> [Exercise]: Each line of the listing that includes the string "summary" is to be identified and copied.

> [Extracted material]:
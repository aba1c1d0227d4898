use anyhow::{Context, Result};
use clap::Parser;
use env_logger::Env;
use sales_forecast::{Pipeline, PipelineConfig};
use std::path::PathBuf;

/// Flags left unset fall back to the config file, then to built-in defaults.
#[derive(Parser)]
#[command(name = "sales_report")]
#[command(about = "Retail sales analytics and Holt-Winters forecast report")]
#[command(version)]
struct Cli {
    /// Transaction log [default: data/supermarket_sales.csv]
    input: Option<PathBuf>,
    /// Days to forecast [default: 30]
    #[arg(long)]
    horizon: Option<usize>,
    /// Observations per season [default: 7]
    #[arg(long)]
    seasonal_period: Option<usize>,
    /// Directory for chart payloads and tables [default: visualizations]
    #[arg(short, long)]
    output_dir: Option<PathBuf>,
    /// Input field delimiter [default: ,]
    #[arg(short, long)]
    delimiter: Option<char>,
    /// Hold out this many trailing days and report forecast accuracy on them
    #[arg(long)]
    holdout: Option<usize>,
    /// Prediction interval coverage [default: 0.95]
    #[arg(long)]
    confidence: Option<f64>,
    /// JSON configuration file
    #[arg(short, long)]
    config: Option<PathBuf>,
    /// Skip the CSV table exports
    #[arg(long)]
    no_tables: bool,
}

impl Cli {
    fn into_config(self) -> Result<PipelineConfig> {
        let mut config = match &self.config {
            Some(path) => PipelineConfig::from_json_file(path)
                .with_context(|| format!("reading config {}", path.display()))?,
            None => PipelineConfig::default(),
        };

        if let Some(input) = self.input {
            config.input = input;
        }
        if let Some(horizon) = self.horizon {
            config.horizon = horizon;
        }
        if let Some(period) = self.seasonal_period {
            config.seasonal_period = period;
        }
        if let Some(dir) = self.output_dir {
            config.output_dir = dir;
        }
        if let Some(delimiter) = self.delimiter {
            config.delimiter = delimiter;
        }
        if self.holdout.is_some() {
            config.holdout_days = self.holdout;
        }
        if let Some(confidence) = self.confidence {
            config.confidence_level = confidence;
        }
        if self.no_tables {
            config.write_tables = false;
        }
        Ok(config)
    }
}

fn main() -> Result<()> {
    env_logger::Builder::from_env(Env::default().default_filter_or("info")).init();

    let config = Cli::parse().into_config()?;
    let input = config.input.clone();
    let pipeline = Pipeline::new(config).context("invalid configuration")?;
    let output = pipeline
        .run()
        .with_context(|| format!("processing {}", input.display()))?;

    println!(
        "Processed {} transactions over {} days, total sales {:.2}",
        output.summary.transactions,
        output.series.len(),
        output.summary.total_sales
    );
    match &output.forecast {
        Some(forecast) => {
            let total: f64 = forecast.values().iter().sum();
            println!(
                "Forecast: {} days, projected sales {:.2}",
                forecast.horizon(),
                total
            );
        }
        None => println!("Forecast: skipped, not enough history"),
    }
    if let Some(holdout) = &output.holdout {
        print!("{}", holdout.accuracy);
    }
    println!(
        "Wrote {} files to {}",
        output.written.len(),
        pipeline.config().output_dir.display()
    );

    Ok(())
}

> [Answer below]:
        output.summary.transactions,
        output.summary.total_sales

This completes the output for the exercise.